主人公は40〜50代の未婚の女性。認知症の父親と少し変わったおばさんと一緒に暮らしています。自分の病気が分かり疎遠だった妹と再会します。主人公はきっと普通に幸せになりたかったのだと感じます。現実にも親や環境によって縁を逃してしまうこともあります。認知症の父親を看る事が責務として生きてきた姉と違い妹は自由奔放に生きてきた。しかし妹も決して幸せに満ちているわけではない。久しぶりに再会した2人はぶつかり合いながら大事な事に気付いていく。誰もが共感でき、女性としての生き方も描かれていて、人生について見直す事を考えさせられます。

老いと死


現代は、子供が病気の親を殺す、老老介護の果て心中や殺人などこの類の事件が毎日の様にニュースになっています。そして、いたるところに、老人ホームが建てられていますおり、この映画の様に家で介護している方は割合で言うと少ないんではないでしょうか?実際徘徊や、不可解な行動を起こすのであれば、家で看る事はできません。主人公の父親も病気の状態が、リアルに描かれており、看る家族としては、やりきれなさを感じます。そして、主人公は白血病の申告を受けます。急に死が近づいたそんな時でも、父親の面倒を看ます。人間いつかは老いていくし、死にます。元気に老いていくならば、死への準備も出来ます。しかし、皆が皆そうはいきません。老いたら、ボケたらどうしよう…不安に思いながら生きて行きます。この作品もそう感じさせますが、現実を受け入れ、皆で支え合う事でお互いが足りなかった部分を満たしています。人は1人で生きていけない。病気だから、お荷物になるんではなく、それぞれが支えになっている。人生の大きな課題を与えられている様です。

愛する事

とにかく、主人公は多くを語りません。しかし、雰囲気で伝わります。こう思ってるんではないか…とにかく穏やかな人であり、愛にあふれている人です。印象的なシーンは、終わりの方、白血病の移植が難しいと医師に電話で告げられ動揺した後に、少し変わったおばさん、認知症の父親の事愛する事が出来てよかったと妹に言います。
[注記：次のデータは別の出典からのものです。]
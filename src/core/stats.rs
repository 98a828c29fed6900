//! Scheduler counters.

use std::sync::atomic::{AtomicBool, AtomicU64, AtomicUsize, Ordering};

use serde::{Deserialize, Serialize};

/// Point-in-time view of a scheduler's activity.
#[derive(Debug, Clone, Default, PartialEq, Eq, Serialize, Deserialize)]
pub struct SchedulerStats {
    /// Tasks accepted onto this scheduler's own queue.
    pub submitted: u64,
    /// `schedule` calls delegated to a pass-through scheduler.
    pub redirected: u64,
    /// Tasks that settled successfully.
    pub succeeded: u64,
    /// Tasks that settled with a failure.
    pub failed: u64,
    /// Tasks waiting in the queue.
    pub queued: usize,
    /// Whether a task is executing right now.
    pub running: bool,
    /// Deepest level a task has been queued on.
    pub deepest_level: usize,
}

/// Internal counters (lock-free atomics).
#[derive(Debug, Default)]
pub(crate) struct SchedulerCounters {
    pub submitted: AtomicU64,
    pub redirected: AtomicU64,
    pub succeeded: AtomicU64,
    pub failed: AtomicU64,
    pub running: AtomicBool,
    pub deepest_level: AtomicUsize,
}

impl SchedulerCounters {
    pub fn record_submit(&self, depth: usize) {
        self.submitted.fetch_add(1, Ordering::Relaxed);
        self.deepest_level.fetch_max(depth, Ordering::Relaxed);
    }

    pub fn record_outcome(&self, ok: bool) {
        let counter = if ok { &self.succeeded } else { &self.failed };
        counter.fetch_add(1, Ordering::Relaxed);
    }

    /// Get a snapshot of current statistics.
    pub fn snapshot(&self, queued: usize) -> SchedulerStats {
        SchedulerStats {
            submitted: self.submitted.load(Ordering::Relaxed),
            redirected: self.redirected.load(Ordering::Relaxed),
            succeeded: self.succeeded.load(Ordering::Relaxed),
            failed: self.failed.load(Ordering::Relaxed),
            queued,
            running: self.running.load(Ordering::Acquire),
            deepest_level: self.deepest_level.load(Ordering::Relaxed),
        }
    }
}

#[cfg(test)]
mod tests {
    use super::*;

    #[test]
    fn test_stats_default() {
        let stats = SchedulerStats::default();
        assert_eq!(stats.submitted, 0);
        assert_eq!(stats.queued, 0);
        assert!(!stats.running);
    }

    #[test]
    fn test_counters_snapshot() {
        let counters = SchedulerCounters::default();
        counters.record_submit(0);
        counters.record_submit(2);
        counters.record_submit(1);
        counters.record_outcome(true);
        counters.record_outcome(false);
        counters.redirected.fetch_add(4, Ordering::Relaxed);

        let stats = counters.snapshot(1);
        assert_eq!(stats.submitted, 3);
        assert_eq!(stats.succeeded, 1);
        assert_eq!(stats.failed, 1);
        assert_eq!(stats.redirected, 4);
        assert_eq!(stats.queued, 1);
        assert_eq!(stats.deepest_level, 2);
    }
}
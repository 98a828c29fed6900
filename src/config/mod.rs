//! Configuration models for schedulers and scheduler registries.

pub mod scheduler;

pub use scheduler::{NestingPolicy, RegistryConfig, SchedulerConfig, CONFIG_ENV};
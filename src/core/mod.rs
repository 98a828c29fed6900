//! Core scheduling abstractions: completion adapters, the ambient context and
//! the scheduler itself.

pub mod context;
pub mod error;
pub mod scheduler;
pub mod stats;
pub mod style;
pub mod task;
pub mod work;

pub use context::carry_context;
pub use error::{AppResult, SchedulerError, TaskError};
pub use scheduler::{Scheduler, TaskOptions};
pub use stats::SchedulerStats;
pub use style::AsyncStyle;
pub use task::{Task, TaskHandle, TaskId};
pub use work::{
    marker, AsyncJob, Callback, IntoWork, NodeCallback, OnFailure, OnSuccess, Work,
};
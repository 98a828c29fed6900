//! Completion-style tags.

use serde::{Deserialize, Serialize};

/// How a unit of work signals that it finished, whether it failed, and which
/// value it produced.
#[derive(Debug, Clone, Copy, PartialEq, Eq, Hash, Default, Serialize, Deserialize)]
#[serde(rename_all = "snake_case")]
pub enum AsyncStyle {
    /// Work takes no arguments and returns a future.
    AwaitableReturn,
    /// Work takes a success callback and a failure callback.
    DualCallback,
    /// Work takes one callback; failure is reached through its `fail` method.
    SingleCallbackWithFailProperty,
    /// Work takes one `(error, value)` callback; no error means success.
    ErrorFirstCallback,
    /// Pick the style from the shape of the work when it is scheduled.
    #[default]
    AutoDetect,
}

impl AsyncStyle {
    /// Resolve `AutoDetect` from the number of parameters the work declares.
    ///
    /// Zero parameters means the work returns an awaitable; anything else is
    /// treated as a dual-callback function. Explicit styles are returned as-is.
    #[must_use]
    pub const fn resolve(self, arity: usize) -> Self {
        match self {
            Self::AutoDetect if arity == 0 => Self::AwaitableReturn,
            Self::AutoDetect => Self::DualCallback,
            other => other,
        }
    }

    /// Whether this style names a concrete calling convention.
    #[must_use]
    pub const fn is_resolved(self) -> bool {
        !matches!(self, Self::AutoDetect)
    }
}
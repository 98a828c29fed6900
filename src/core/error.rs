//! Error types for scheduler operations.

use thiserror::Error;

/// Errors produced while configuring or assembling schedulers.
#[derive(Debug, Error)]
pub enum SchedulerError {
    /// Configuration failed validation or could not be parsed.
    #[error("config invalid: {0}")]
    InvalidConfig(String),
    /// No scheduler is registered under the requested name.
    #[error("unknown scheduler: {0}")]
    UnknownScheduler(String),
    /// A run loop had to be spawned but no tokio runtime was available.
    #[error("no tokio runtime available")]
    NoRuntime,
}

/// Failure outcome of a single scheduled task.
///
/// Every variant is local to the task that produced it; the run loop never
/// sees these and keeps draining the queue.
#[derive(Debug, Error)]
pub enum TaskError {
    /// The work signalled failure through its completion style.
    #[error("task failed: {0}")]
    Failed(anyhow::Error),
    /// The work panicked while being invoked or polled.
    #[error("task panicked: {0}")]
    Panicked(String),
    /// An error-first callback reported success without a value.
    #[error("error-first callback completed without a value")]
    MissingValue,
    /// Every completion callback was dropped before the task settled.
    #[error("task dropped its completion callbacks without settling")]
    Abandoned,
}

impl TaskError {
    /// The user-supplied failure value, if the task failed through its callbacks
    /// or its returned future.
    pub const fn failure(&self) -> Option<&anyhow::Error> {
        match self {
            Self::Failed(err) => Some(err),
            _ => None,
        }
    }

    pub(crate) fn from_panic(payload: &(dyn std::any::Any + Send)) -> Self {
        let message = payload
            .downcast_ref::<&str>()
            .map(|s| (*s).to_string())
            .or_else(|| payload.downcast_ref::<String>().cloned())
            .unwrap_or_else(|| "non-string panic payload".to_string());
        Self::Panicked(message)
    }
}

/// Application-facing result using anyhow for higher-level contexts.
pub type AppResult<T> = Result<T, anyhow::Error>;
普通人は誰かに愛されたいと思うんではないでしょうか?少なくとも私は愛されたいと願います。もちろん、愛する事もしますが…主人公は父親の部屋で丸い鏡を壁に向け反射のひかりで父親と遊びます。その場面は愛にあふれており、こういう風に関われる事が出来たら素晴らしいと感じました。介護でくるしんでいる方や、死が身近な方がこんな穏やかに過ごせる事が出来たらと思います。